Here we use trn() instead of tr() to get plural support. The third argument is the number we need to take into account to decide which plural form to return, and the special %# placeholder gets replaced with the value of this number. This is more convenient than ngettext() which requires you to pass the number twice: one time to ngettext(), another time to the string formatting code (as can be seen in the ngettext() example above).

You can use the xgettext tool to extract the strings. The invocation I use is:

xgettext --from-code=utf-8 --keyword=tr --keyword=trn:1,2 -o po/messages.pot *.java

What's important here is the use of --keyword=tr and --keyword=trn:1,2 to tell xgettext which method names to look for.

Once you have your .po file, you must use po-compile to create a .java file usable by Linguaj. This Python-based tool is available in the scripts directory of the repository.

Then, just include the file in your project, together with Linguaj Java code (either generate a .jar using the Ant script or simply copy the two Java files) and you should be good to go.

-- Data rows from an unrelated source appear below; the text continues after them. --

// Copyright (c) 2025 Steve Wagner (ciroque@live.com)
// SPDX-License-Identifier: MIT

use std::time::Duration;

use super::{FailFlow, NoopFlow, ShellFlow, SleepFlow};
use crate::config::ProfileConfig;
use crate::errors::FlowFactoryError;
use crate::traits::{Flow, FlowFactory};

const DEFAULT_FAIL_MESSAGE: &str = "simulated flow failure";

/// Resolves catalog flow selectors to built-in flow factories.
pub struct LocalFlowFactory;

impl LocalFlowFactory {
    /// Build the flow factory for one catalog entry
    ///
    /// The `flow` field selects the implementation:
    /// - "noop" -> NoopFlow
    /// - "sleep" -> SleepFlow (requires `duration_ms`)
    /// - "shell" -> ShellFlow (requires `command`, optional `args`)
    /// - "fail" -> FailFlow (optional `message`)
    ///
    /// Options are parsed once here; every run gets a fresh flow built from
    /// the parsed values.
    pub fn create_factory(config: &ProfileConfig) -> Result<FlowFactory, FlowFactoryError> {
        match config.flow.as_str() {
            "noop" => Ok(FlowFactory::new(|| Box::new(NoopFlow::new()) as Box<dyn Flow>)),

            "sleep" => {
                let duration = Duration::from_millis(required_u64(config, "duration_ms")?);
                Ok(FlowFactory::new(move || {
                    Box::new(SleepFlow::new(duration)) as Box<dyn Flow>
                }))
            }

            "shell" => {
                let command = required_str(config, "command")?;
                let args = optional_str_list(config, "args")?;
                Ok(FlowFactory::new(move || {
                    Box::new(ShellFlow::new(command.clone(), args.clone())) as Box<dyn Flow>
                }))
            }

            "fail" => {
                let message = optional_str(config, "message")?
                    .unwrap_or_else(|| DEFAULT_FAIL_MESSAGE.to_string());
                Ok(FlowFactory::new(move || {
                    Box::new(FailFlow::new(message.clone())) as Box<dyn Flow>
                }))
            }

            other => Err(FlowFactoryError::UnknownFlow {
                profile_name: config.name.clone(),
                flow: other.to_string(),
            }),
        }
    }

    /// List all built-in flow selectors
    pub fn list_available_flows() -> Vec<&'static str> {
        vec!["noop", "sleep", "shell", "fail"]
    }

    pub fn is_flow_available(flow: &str) -> bool {
        Self::list_available_flows().contains(&flow)
    }
}

fn invalid(config: &ProfileConfig, reason: String) -> FlowFactoryError {
    FlowFactoryError::InvalidOptions {
        profile_name: config.name.clone(),
        flow: config.flow.clone(),
        reason,
    }
}

fn required_u64(config: &ProfileConfig, key: &str) -> Result<u64, FlowFactoryError> {
    match config.options.get(key) {
        Some(value) => value
            .as_u64()
            .ok_or_else(|| invalid(config, format!("'{}' must be a non-negative integer", key))),
        None => Err(invalid(config, format!("missing required option '{}'", key))),
    }
}

fn optional_str(config: &ProfileConfig, key: &str) -> Result<Option<String>, FlowFactoryError> {
    match config.options.get(key) {
        Some(value) => value
            .as_str()
            .map(|s| Some(s.to_string()))
            .ok_or_else(|| invalid(config, format!("'{}' must be a string", key))),
        None => Ok(None),
    }
}

fn required_str(config: &ProfileConfig, key: &str) -> Result<String, FlowFactoryError> {
    optional_str(config, key)?
        .filter(|s| !s.trim().is_empty())
        .ok_or_else(|| invalid(config, format!("missing required option '{}'", key)))
}

fn optional_str_list(config: &ProfileConfig, key: &str) -> Result<Vec<String>, FlowFactoryError> {
    let Some(value) = config.options.get(key) else {
        return Ok(Vec::new());
    };
    let items = value
        .as_sequence()
        .ok_or_else(|| invalid(config, format!("'{}' must be a list of strings", key)))?;
    items
        .iter()
        .map(|item| {
            item.as_str()
                .map(str::to_string)
                .ok_or_else(|| invalid(config, format!("'{}' must be a list of strings", key)))
        })
        .collect()
}

#[cfg(test)]
mod tests {
    use super::*;
    use std::collections::HashMap;

    fn create_test_config(flow: &str, options: &str) -> ProfileConfig {
        let options: HashMap<String, serde_yaml::Value> = if options.is_empty() {
            HashMap::new()
        } else {
            serde_yaml::from_str(options).unwrap()
        };
        ProfileConfig {
            name: "PM_38".to_string(),
            flow: flow.to_string(),
            interval_seconds: Some(60),
            scheduled_times: Vec::new(),
            scheduled_days: Vec::new(),
            enabled: true,
            start_delay_seconds: 0,
            max_iterations: None,
            timeout_seconds: None,
            options,
        }
    }

    #[tokio::test]
    async fn test_create_noop_and_fail_flows() {
        let noop = LocalFlowFactory::create_factory(&create_test_config("noop", "")).unwrap();
        assert_eq!(noop.build().name(), "noop");
        assert!(noop.build().execute().await.is_ok());

        let fail = LocalFlowFactory::create_factory(&create_test_config("fail", "message: NE down"))
            .unwrap();
        let error = fail.build().execute().await.unwrap_err();
        assert_eq!(error.to_string(), "NE down");

        let default_fail = LocalFlowFactory::create_factory(&create_test_config("fail", "")).unwrap();
        let error = default_fail.build().execute().await.unwrap_err();
        assert_eq!(error.to_string(), DEFAULT_FAIL_MESSAGE);
    }

    #[test]
    fn test_create_sleep_requires_duration() {
        let factory =
            LocalFlowFactory::create_factory(&create_test_config("sleep", "duration_ms: 250"));
        assert_eq!(factory.unwrap().build().name(), "sleep");

        let error = LocalFlowFactory::create_factory(&create_test_config("sleep", "")).unwrap_err();
        assert_eq!(
            error.to_string(),
            "Invalid options for 'sleep' flow in profile 'PM_38': missing required option 'duration_ms'"
        );

        let error =
            LocalFlowFactory::create_factory(&create_test_config("sleep", "duration_ms: soon"))
                .unwrap_err();
        assert!(error.to_string().contains("must be a non-negative integer"));
    }

    #[test]
    fn test_create_shell_validates_args() {
        let ok = LocalFlowFactory::create_factory(&create_test_config(
            "shell",
            "{command: ping, args: ['-c', '1', 'ne-01']}",
        ));
        assert_eq!(ok.unwrap().build().name(), "shell");

        let missing = LocalFlowFactory::create_factory(&create_test_config("shell", "args: []"));
        assert!(missing.is_err());

        let bad_args = LocalFlowFactory::create_factory(&create_test_config(
            "shell",
            "{command: ping, args: 3}",
        ));
        assert!(bad_args
            .unwrap_err()
            .to_string()
            .contains("'args' must be a list of strings"));
    }

    #[test]
    fn test_create_unknown_flow() {
        let error =
            LocalFlowFactory::create_factory(&create_test_config("netconf", "")).unwrap_err();
        assert_eq!(
            error,
            FlowFactoryError::UnknownFlow {
                profile_name: "PM_38".to_string(),
                flow: "netconf".to_string(),
            }
        );
    }

    #[test]
    fn test_list_available_flows() {
        let flows = LocalFlowFactory::list_available_flows();
        assert_eq!(flows, vec!["noop", "sleep", "shell", "fail"]);
        assert!(LocalFlowFactory::is_flow_available("shell"));
        assert!(!LocalFlowFactory::is_flow_available("netconf"));
    }
}
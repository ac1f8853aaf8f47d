// Copyright (c) 2025 Steve Wagner (ciroque@live.com)
// SPDX-License-Identifier: MIT

//! Errors for profile registration and control-surface lookups.

use thiserror::Error;

/// Misuse of the registry or the control surface.
///
/// These are reported synchronously to the caller and never affect
/// profiles that are already scheduled.
#[derive(Error, Debug, Clone, PartialEq, Eq)]
pub enum RegistryError {
    /// A profile with this name is already registered.
    #[error("Profile '{0}' is already registered")]
    DuplicateName(String),

    /// No profile with this name is registered.
    #[error("Profile '{0}' is not registered")]
    NotFound(String),
}

#[cfg(test)]
mod tests {
    use super::*;

    #[test]
    fn test_registry_error_messages() {
        assert_eq!(
            RegistryError::DuplicateName("PM_38".to_string()).to_string(),
            "Profile 'PM_38' is already registered"
        );
        assert_eq!(
            RegistryError::NotFound("FM_01".to_string()).to_string(),
            "Profile 'FM_01' is not registered"
        );
    }
}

One final note: Linguaj initializes itself when Translator.tr() or Translator.trn() is called for the first time, but you can call Translator.init() explicitly. This is handy if you want to force the use of a different language. You can call this method several times, making it possible to change languages while your code is running (useful for games). The example provided in the repository demonstrates this.

That's it, I hope you find Linguaj useful for your translation needs. You can get it from its GitHub page.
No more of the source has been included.